OK, yes I understand that you cannot guarantee when an object will be garbage collected, but does java not guarantee that everything will be garbage collected eventually? Even if that is not until program exit? To be honest, I'm not sure about this. I'd certainly hope any reasonable implementation would do this. Too expectant?
Obviously if you have expensive resources tied up you probably want to guarantee that they get released in a much more timely fashion ;)
Honestly I've lost context of what the resource is you were trying to release, so I'm just making general comments at this point.
Everything would /eventually/ get GC'd... but eventually is a long and non-guaranteed time. If you're dealing with something expensive, such as file-handles on a server, you'd want to handle this explicitly.
I think finalize() is perceived as a "less than ideal" design pattern at this point. It might be ok if you're dealing with a client app, where an extra file handle or socket connection could get cleaned up "eventually." But in a mailet, it's probably something to avoid.
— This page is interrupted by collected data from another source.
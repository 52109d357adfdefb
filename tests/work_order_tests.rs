use hotelmaint::AppContext;
use hotelmaint::db::{Cell, MemoryWorkbook};
use hotelmaint::errors::{AppError, AppResult};
use hotelmaint::models::work_order::col;
use hotelmaint::models::{ChecklistItem, NewWorkOrder, Priority, Status, WorkOrderChanges};
use hotelmaint::services::{BlobStore, NotificationService};
use std::cell::RefCell;
use std::collections::HashSet;
use std::rc::Rc;

mod common;
use common::{memory_context, test_config};

fn order(description: &str, priority: Option<Priority>) -> NewWorkOrder {
    NewWorkOrder {
        sector: "Rooms".into(),
        location: "204".into(),
        description: description.into(),
        priority,
        requester: "Front desk".into(),
        ..Default::default()
    }
}

fn create(ctx: &mut AppContext, description: &str, priority: Option<Priority>) -> String {
    let result = ctx.create_work_order(order(description, priority));
    assert!(result.success, "{}", result.message);
    result.id.expect("id of the created order")
}

#[test]
fn create_stamps_defaults() {
    let mut ctx = memory_context("wo_create");
    let id = create(&mut ctx, "Leaking tap", None);

    let parts: Vec<&str> = id.split('-').collect();
    assert_eq!(parts.len(), 3, "{id}");
    assert_eq!(parts[0], "OS");
    assert_eq!(parts[1].len(), 8);
    let suffix: u16 = parts[2].parse().unwrap();
    assert!((1000..=9999).contains(&suffix));

    let wo = ctx.order(&id).unwrap();
    assert_eq!(wo.status, Status::Open);
    assert_eq!(wo.priority, Priority::Medium);
    assert_eq!(wo.problem_description, "Leaking tap");
    assert!(!wo.opened_at.is_empty());
    assert_eq!(wo.opened_at, wo.updated_at);
    assert!(wo.closed_at.is_empty());
}

#[test]
fn pending_and_history_partition_the_orders() {
    let mut ctx = memory_context("wo_partition");
    let ids: Vec<String> = (0..5)
        .map(|i| create(&mut ctx, &format!("order {i}"), None))
        .collect();

    let progress = WorkOrderChanges {
        status: Some(Status::InProgress),
        ..Default::default()
    };
    assert!(ctx.update_work_order(&ids[1], progress).success);
    let done = WorkOrderChanges {
        status: Some(Status::Done),
        ..Default::default()
    };
    assert!(ctx.update_work_order(&ids[2], done).success);
    let cancelled = WorkOrderChanges {
        status: Some(Status::Cancelled),
        ..Default::default()
    };
    assert!(ctx.update_work_order(&ids[3], cancelled).success);

    let pending: HashSet<String> = ctx.pending_orders().into_iter().map(|o| o.id).collect();
    let history: HashSet<String> = ctx.order_history().into_iter().map(|o| o.id).collect();

    assert_eq!(pending.len(), 3);
    assert_eq!(history.len(), 2);
    assert!(pending.is_disjoint(&history));
    assert!(pending.contains(&ids[1]));
    assert!(history.contains(&ids[2]) && history.contains(&ids[3]));
}

#[test]
fn pending_orders_sort_by_priority_then_newest() {
    let mut ctx = memory_context("wo_sort");
    let table = ctx.work_orders().table();
    let rows = [
        ("A", "Low", "01/01/2025 08:00:00"),
        ("B", "Urgent", "01/01/2025 09:00:00"),
        ("C", "Medium", "01/01/2025 10:00:00"),
        ("D", "Urgent", "02/01/2025 07:00:00"),
        ("E", "Bogus", "03/01/2025 07:00:00"),
        ("F", "High", "01/01/2025 11:00:00"),
    ];
    for (id, priority, opened) in rows {
        table
            .insert(&[
                (col::ID, Cell::text(id)),
                (col::PRIORITY, Cell::text(priority)),
                (col::OPENED_AT, Cell::text(opened)),
                (col::STATUS, Cell::text("Open")),
            ])
            .unwrap();
    }

    let order: Vec<String> = ctx.pending_orders().into_iter().map(|o| o.id).collect();
    // E has an unknown priority and ranks with the Medium ones.
    assert_eq!(order, vec!["D", "B", "F", "E", "C", "A"]);
}

#[test]
fn history_sorts_by_closing_date() {
    let mut ctx = memory_context("wo_history");
    let table = ctx.work_orders().table();
    let rows = [
        ("A", "Done", "01/01/2025 08:00:00", "05/01/2025 08:00:00"),
        ("B", "Cancelled", "02/01/2025 08:00:00", ""),
        ("C", "Done", "01/01/2025 08:00:00", "10/01/2025 08:00:00"),
        ("D", "Weird", "01/01/2025 08:00:00", "11/01/2025 08:00:00"),
    ];
    for (id, status, opened, closed) in rows {
        table
            .insert(&[
                (col::ID, Cell::text(id)),
                (col::STATUS, Cell::text(status)),
                (col::OPENED_AT, Cell::text(opened)),
                (col::CLOSED_AT, Cell::text(closed)),
            ])
            .unwrap();
    }

    let order: Vec<String> = ctx.order_history().into_iter().map(|o| o.id).collect();
    assert_eq!(order, vec!["C", "A", "B"]);
    // An unknown status is neither pending nor history.
    assert!(ctx.pending_orders().is_empty());
}

#[test]
fn completion_fields_are_written_only_when_done() {
    let mut ctx = memory_context("wo_complete");
    let id = create(&mut ctx, "Broken AC", Some(Priority::High));

    let in_progress = WorkOrderChanges {
        status: Some(Status::InProgress),
        technician: Some("Ana".into()),
        repair_description: Some("too early".into()),
        ..Default::default()
    };
    assert!(ctx.update_work_order(&id, in_progress).success);
    let wo = ctx.order(&id).unwrap();
    assert_eq!(wo.status, Status::InProgress);
    assert_eq!(wo.technician, "Ana");
    assert!(wo.repair_description.is_empty());
    assert!(wo.closed_at.is_empty());

    let done = WorkOrderChanges {
        status: Some(Status::Done),
        repair_description: Some("Replaced capacitor".into()),
        materials_used: Some("capacitor 35uF".into()),
        time_spent_hours: Some(2.5),
        estimated_cost: Some(180.0),
        checklist: Some(vec![ChecklistItem {
            description: "Test cooling".into(),
            done: true,
        }]),
        ..Default::default()
    };
    assert!(ctx.update_work_order(&id, done).success);
    let wo = ctx.order(&id).unwrap();
    assert_eq!(wo.status, Status::Done);
    assert!(!wo.closed_at.is_empty());
    assert_eq!(wo.repair_description, "Replaced capacitor");
    assert_eq!(wo.time_spent_hours, Some(2.5));
    assert_eq!(wo.estimated_cost, Some(180.0));
    assert!(wo.checklist[0].done);
}

#[test]
fn cancelling_stamps_only_closed_at() {
    let mut ctx = memory_context("wo_cancel");
    let id = create(&mut ctx, "Duplicate ticket", None);
    let cancel = WorkOrderChanges {
        status: Some(Status::Cancelled),
        repair_description: Some("ignored".into()),
        ..Default::default()
    };
    assert!(ctx.update_work_order(&id, cancel).success);

    let wo = ctx.order(&id).unwrap();
    assert_eq!(wo.status, Status::Cancelled);
    assert!(!wo.closed_at.is_empty());
    assert!(wo.repair_description.is_empty());
}

#[test]
fn updating_unknown_order_fails_softly() {
    let mut ctx = memory_context("wo_unknown");
    let result = ctx.update_work_order("OS-00000000-0000", WorkOrderChanges::default());
    assert!(!result.success);
    assert!(result.message.contains("not found"), "{}", result.message);
    assert!(ctx.order("OS-00000000-0000").is_none());
}

// ---------------------------
// Side effects
// ---------------------------

struct FailingBlobs;

impl BlobStore for FailingBlobs {
    fn save(&self, _bytes: &[u8], _name: &str) -> AppResult<String> {
        Err(AppError::Service("storage offline".into()))
    }
}

struct MemoryBlobs(Rc<RefCell<Vec<String>>>);

impl BlobStore for MemoryBlobs {
    fn save(&self, _bytes: &[u8], name: &str) -> AppResult<String> {
        self.0.borrow_mut().push(name.to_string());
        Ok(format!("mem://{name}"))
    }
}

struct FailingNotifier;

impl NotificationService for FailingNotifier {
    fn notify(&self, _to: &[String], _subject: &str, _body: &str) -> AppResult<()> {
        Err(AppError::Service("smtp down".into()))
    }
}

struct RecordingNotifier(Rc<RefCell<Vec<String>>>);

impl NotificationService for RecordingNotifier {
    fn notify(&self, _to: &[String], subject: &str, _body: &str) -> AppResult<()> {
        self.0.borrow_mut().push(subject.to_string());
        Ok(())
    }
}

fn notifying_config(name: &str) -> hotelmaint::config::Config {
    let mut cfg = test_config(name);
    cfg.email_notifications = true;
    cfg.team_emails = "ops@hotel.test".into();
    cfg
}

#[test]
fn failing_side_effects_never_block_creation() {
    let mut ctx = AppContext::builder(notifying_config("wo_failing"))
        .workbook(Rc::new(MemoryWorkbook::new()))
        .blob_store(Box::new(FailingBlobs))
        .notifier(Box::new(FailingNotifier))
        .build()
        .unwrap();

    let mut input = order("Flooded bathroom", Some(Priority::Urgent));
    input.photo = Some(vec![0xFF, 0xD8, 0xFF]);
    let result = ctx.create_work_order(input);

    assert!(result.success, "{}", result.message);
    let wo = ctx.order(result.id.as_deref().unwrap()).unwrap();
    assert!(wo.avaria_photo_url.is_empty());
}

#[test]
fn photos_and_notifications_are_delivered() {
    let stored = Rc::new(RefCell::new(Vec::new()));
    let sent = Rc::new(RefCell::new(Vec::new()));
    let mut ctx = AppContext::builder(notifying_config("wo_delivered"))
        .workbook(Rc::new(MemoryWorkbook::new()))
        .blob_store(Box::new(MemoryBlobs(Rc::clone(&stored))))
        .notifier(Box::new(RecordingNotifier(Rc::clone(&sent))))
        .build()
        .unwrap();

    let mut input = order("Broken window", Some(Priority::Urgent));
    input.photo = Some(vec![1, 2, 3]);
    let id = ctx.create_work_order(input).id.unwrap();

    let wo = ctx.order(&id).unwrap();
    assert!(wo.avaria_photo_url.starts_with("mem://temp/avaria_temp_"));
    assert_eq!(sent.borrow().as_slice(), [format!("[Hotel] New WO URGENT: {id}")]);

    let done = WorkOrderChanges {
        status: Some(Status::Done),
        repair_photo: Some(vec![4, 5, 6]),
        ..Default::default()
    };
    assert!(ctx.update_work_order(&id, done).success);
    let wo = ctx.order(&id).unwrap();
    assert!(wo.repair_photo_url.starts_with(&format!("mem://{id}/repair_{id}_")));
    assert_eq!(stored.borrow().len(), 2);
}

#[test]
fn notifications_respect_the_switch() {
    let sent = Rc::new(RefCell::new(Vec::new()));
    let mut ctx = AppContext::builder(test_config("wo_silent"))
        .workbook(Rc::new(MemoryWorkbook::new()))
        .notifier(Box::new(RecordingNotifier(Rc::clone(&sent))))
        .build()
        .unwrap();

    create(&mut ctx, "Squeaky door", Some(Priority::Low));
    assert!(sent.borrow().is_empty());
}

#[test]
fn statistics_follow_the_sheet() {
    let mut ctx = memory_context("wo_stats");
    let a = create(&mut ctx, "one", Some(Priority::Urgent));
    create(&mut ctx, "two", None);
    let done = WorkOrderChanges {
        status: Some(Status::Done),
        time_spent_hours: Some(3.0),
        estimated_cost: Some(50.0),
        ..Default::default()
    };
    ctx.update_work_order(&a, done);

    let stats = ctx.statistics();
    assert_eq!(stats.total, 2);
    assert_eq!(stats.done, 1);
    assert_eq!(stats.open, 1);
    assert_eq!(stats.by_sector["Rooms"], 2);
    assert_eq!(stats.average_resolution_hours, 3.0);
    assert_eq!(stats.total_cost, 50.0);
}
Also, I just find this part very, very interesting... finalize() can really hurt performance with respect to your garbage collector. Objects that have a finalize call survive through multiple generations where they otherwise would get immediately destroyed.
http://www-106.ibm.com/developerworks/java/library/j-jtp01274.html
-- Serge Knystautas President Lokitech >> software . strategy . design >> http://www.lokitech.com p. 301.656.5501 e. [EMAIL PROTECTED]
--------------------------------------------------------------------- To unsubscribe, e-mail: [EMAIL PROTECTED] For additional commands, e-mail: [EMAIL PROTECTED]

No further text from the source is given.